**Source information:**
/*!
 * Pseudo-OS Simulator - Interactive Front End
 *
 * Loads a program file, asks the operator for a scheduling discipline, runs
 * the simulation, and renders the event log and completion tables. Deadlock
 * resolution prompts go through stdin, mirroring the engine's resolver
 * abstraction.
 */

use std::io::{self, BufRead, Write};
use std::sync::Arc;

use miette::{miette, IntoDiagnostic, Result};
use pseudos::{
    init_tracing, load_programs, Collector, Engine, Payload, Policy, Resolver, ResourceId,
};
use tracing::info;

/// Interactive resolver: prompts until the operator names a candidate
struct StdinResolver;

impl Resolver for StdinResolver {
    fn choose_resource_to_release(&mut self, candidates: &[ResourceId]) -> ResourceId {
        let rendered: Vec<String> = candidates.iter().map(|r| format!("R{r}")).collect();
        loop {
            println!("Resources involved in the deadlock: {}", rendered.join(", "));
            print!("Enter the resource ID to force-release: ");
            let _ = io::stdout().flush();

            let mut line = String::new();
            if io::stdin().lock().read_line(&mut line).is_err() || line.is_empty() {
                // stdin closed: fall back to the first candidate so a piped
                // run can still finish
                return candidates.first().copied().unwrap_or_default();
            }
            match line.trim().trim_start_matches(['r', 'R']).parse() {
                Ok(resource) => return resource,
                Err(_) => println!("Invalid input, enter a number (e.g. 1 for R1)."),
            }
        }
    }
}

fn prompt(text: &str) -> Result<String> {
    print!("{text}");
    io::stdout().flush().into_diagnostic()?;
    let mut line = String::new();
    io::stdin()
        .lock()
        .read_line(&mut line)
        .into_diagnostic()?;
    Ok(line.trim().to_string())
}

fn choose_policy() -> Result<(Policy, u64)> {
    println!("Choose scheduling algorithm:");
    println!("1. First-Come-First-Serve (FCFS)");
    println!("2. Shortest Job First (SJF)");
    println!("3. Round Robin (RR)");
    let choice = prompt("Enter choice (1/2/3): ")?;

    match choice.as_str() {
        "2" => Ok((Policy::Sjf, 0)),
        "3" => {
            let quantum = prompt("Enter time quantum in ticks (default=2): ")?
                .parse()
                .unwrap_or(2);
            Ok((Policy::RoundRobin, quantum))
        }
        "1" => Ok((Policy::Fcfs, 0)),
        _ => {
            println!("Invalid choice, defaulting to FCFS");
            Ok((Policy::Fcfs, 0))
        }
    }
}

fn main() -> Result<()> {
    init_tracing();

    let path = std::env::args()
        .nth(1)
        .ok_or_else(|| miette!("usage: pseudos <program-file>"))?;
    let programs = load_programs(&path)?;
    if programs.is_empty() {
        return Err(miette!("no programs defined in {path}"));
    }
    info!(programs = programs.len(), %path, "programs loaded");

    let (policy, quantum) = choose_policy()?;
    let collector = Arc::new(Collector::new());
    let mut engine = Engine::new(programs, policy).with_collector(Arc::clone(&collector));
    if quantum > 0 {
        engine = engine.with_quantum(quantum);
    }

    let summary = engine.run(&mut StdinResolver)?;

    println!("\nSimulation complete at tick {}.", engine.tick());

    println!("\nAction log:");
    println!("{:>5}  {:<5} {:<26} {}", "tick", "who", "action", "detail");
    for event in collector.snapshot() {
        println!("{event}");
    }

    println!("\nProcess completion table:");
    println!(
        "{:<10}{:>12}{:>12}{:>12}  {}",
        "process", "finish", "turnaround", "burst est.", "status"
    );
    for row in &summary {
        println!(
            "{:<10}{:>12}{:>12}{:>12}  {}",
            row.name,
            row.completion_tick,
            row.turnaround,
            row.burst_estimate,
            if row.aborted { "aborted" } else { "completed" }
        );
    }

    println!("\nFinal resource allocation:");
    for resource in 0..engine.resources().resource_count() {
        match engine.resources().owner(resource) {
            Some(pid) => println!("  R{resource}: P{pid}"),
            None => println!("  R{resource}: free"),
        }
    }

    let forced: Vec<_> = collector
        .snapshot()
        .into_iter()
        .filter(|e| matches!(e.payload, Payload::ForcedRelease { .. }))
        .collect();
    if !forced.is_empty() {
        println!("\nForce-released resources:");
        for event in forced {
            if let Payload::ForcedRelease {
                resource,
                former_owner,
                ..
            } = event.payload
            {
                println!("  R{resource} was taken from P{former_owner} at tick {}", event.tick);
            }
        }
    }

    if std::env::var("PSEUDOS_LOG_JSON").map(|v| v == "1" || v == "true") == Ok(true) {
        let json = serde_json::to_string_pretty(&collector.snapshot()).into_diagnostic()?;
        println!("\n{json}");
    }

    Ok(())
}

**Task to complete:** Copy task. Give back the whole listing exactly as written.

**Response:**
/*!
 * Pseudo-OS Simulator - Interactive Front End
 *
 * Loads a program file, asks the operator for a scheduling discipline, runs
 * the simulation, and renders the event log and completion tables. Deadlock
 * resolution prompts go through stdin, mirroring the engine's resolver
 * abstraction.
 */

use std::io::{self, BufRead, Write};
use std::sync::Arc;

use miette::{miette, IntoDiagnostic, Result};
use pseudos::{
    init_tracing, load_programs, Collector, Engine, Payload, Policy, Resolver, ResourceId,
};
use tracing::info;

/// Interactive resolver: prompts until the operator names a candidate
struct StdinResolver;

impl Resolver for StdinResolver {
    fn choose_resource_to_release(&mut self, candidates: &[ResourceId]) -> ResourceId {
        let rendered: Vec<String> = candidates.iter().map(|r| format!("R{r}")).collect();
        loop {
            println!("Resources involved in the deadlock: {}", rendered.join(", "));
            print!("Enter the resource ID to force-release: ");
            let _ = io::stdout().flush();

            let mut line = String::new();
            if io::stdin().lock().read_line(&mut line).is_err() || line.is_empty() {
                // stdin closed: fall back to the first candidate so a piped
                // run can still finish
                return candidates.first().copied().unwrap_or_default();
            }
            match line.trim().trim_start_matches(['r', 'R']).parse() {
                Ok(resource) => return resource,
                Err(_) => println!("Invalid input, enter a number (e.g. 1 for R1)."),
            }
        }
    }
}

fn prompt(text: &str) -> Result<String> {
    print!("{text}");
    io::stdout().flush().into_diagnostic()?;
    let mut line = String::new();
    io::stdin()
        .lock()
        .read_line(&mut line)
        .into_diagnostic()?;
    Ok(line.trim().to_string())
}

fn choose_policy() -> Result<(Policy, u64)> {
    println!("Choose scheduling algorithm:");
    println!("1. First-Come-First-Serve (FCFS)");
    println!("2. Shortest Job First (SJF)");
    println!("3. Round Robin (RR)");
    let choice = prompt("Enter choice (1/2/3): ")?;

    match choice.as_str() {
        "2" => Ok((Policy::Sjf, 0)),
        "3" => {
            let quantum = prompt("Enter time quantum in ticks (default=2): ")?
                .parse()
                .unwrap_or(2);
            Ok((Policy::RoundRobin, quantum))
        }
        "1" => Ok((Policy::Fcfs, 0)),
        _ => {
            println!("Invalid choice, defaulting to FCFS");
            Ok((Policy::Fcfs, 0))
        }
    }
}

fn main() -> Result<()> {
    init_tracing();

    let path = std::env::args()
        .nth(1)
        .ok_or_else(|| miette!("usage: pseudos <program-file>"))?;
    let programs = load_programs(&path)?;
    if programs.is_empty() {
        return Err(miette!("no programs defined in {path}"));
    }
    info!(programs = programs.len(), %path, "programs loaded");

    let (policy, quantum) = choose_policy()?;
    let collector = Arc::new(Collector::new());
    let mut engine = Engine::new(programs, policy).with_collector(Arc::clone(&collector));
    if quantum > 0 {
        engine = engine.with_quantum(quantum);
    }

    let summary = engine.run(&mut StdinResolver)?;

    println!("\nSimulation complete at tick {}.", engine.tick());

    println!("\nAction log:");
    println!("{:>5}  {:<5} {:<26} {}", "tick", "who", "action", "detail");
    for event in collector.snapshot() {
        println!("{event}");
    }

    println!("\nProcess completion table:");
    println!(
        "{:<10}{:>12}{:>12}{:>12}  {}",
        "process", "finish", "turnaround", "burst est.", "status"
    );
    for row in &summary {
        println!(
            "{:<10}{:>12}{:>12}{:>12}  {}",
            row.name,
            row.completion_tick,
            row.turnaround,
            row.burst_estimate,
            if row.aborted { "aborted" } else { "completed" }
        );
    }

    println!("\nFinal resource allocation:");
    for resource in 0..engine.resources().resource_count() {
        match engine.resources().owner(resource) {
            Some(pid) => println!("  R{resource}: P{pid}"),
            None => println!("  R{resource}: free"),
        }
    }

    let forced: Vec<_> = collector
        .snapshot()
        .into_iter()
        .filter(|e| matches!(e.payload, Payload::ForcedRelease { .. }))
        .collect();
    if !forced.is_empty() {
        println!("\nForce-released resources:");
        for event in forced {
            if let Payload::ForcedRelease {
                resource,
                former_owner,
                ..
            } = event.payload
            {
                println!("  R{resource} was taken from P{former_owner} at tick {}", event.tick);
            }
        }
    }

    if std::env::var("PSEUDOS_LOG_JSON").map(|v| v == "1" || v == "true") == Ok(true) {
        let json = serde_json::to_string_pretty(&collector.snapshot()).into_diagnostic()?;
        println!("\n{json}");
    }

    Ok(())
}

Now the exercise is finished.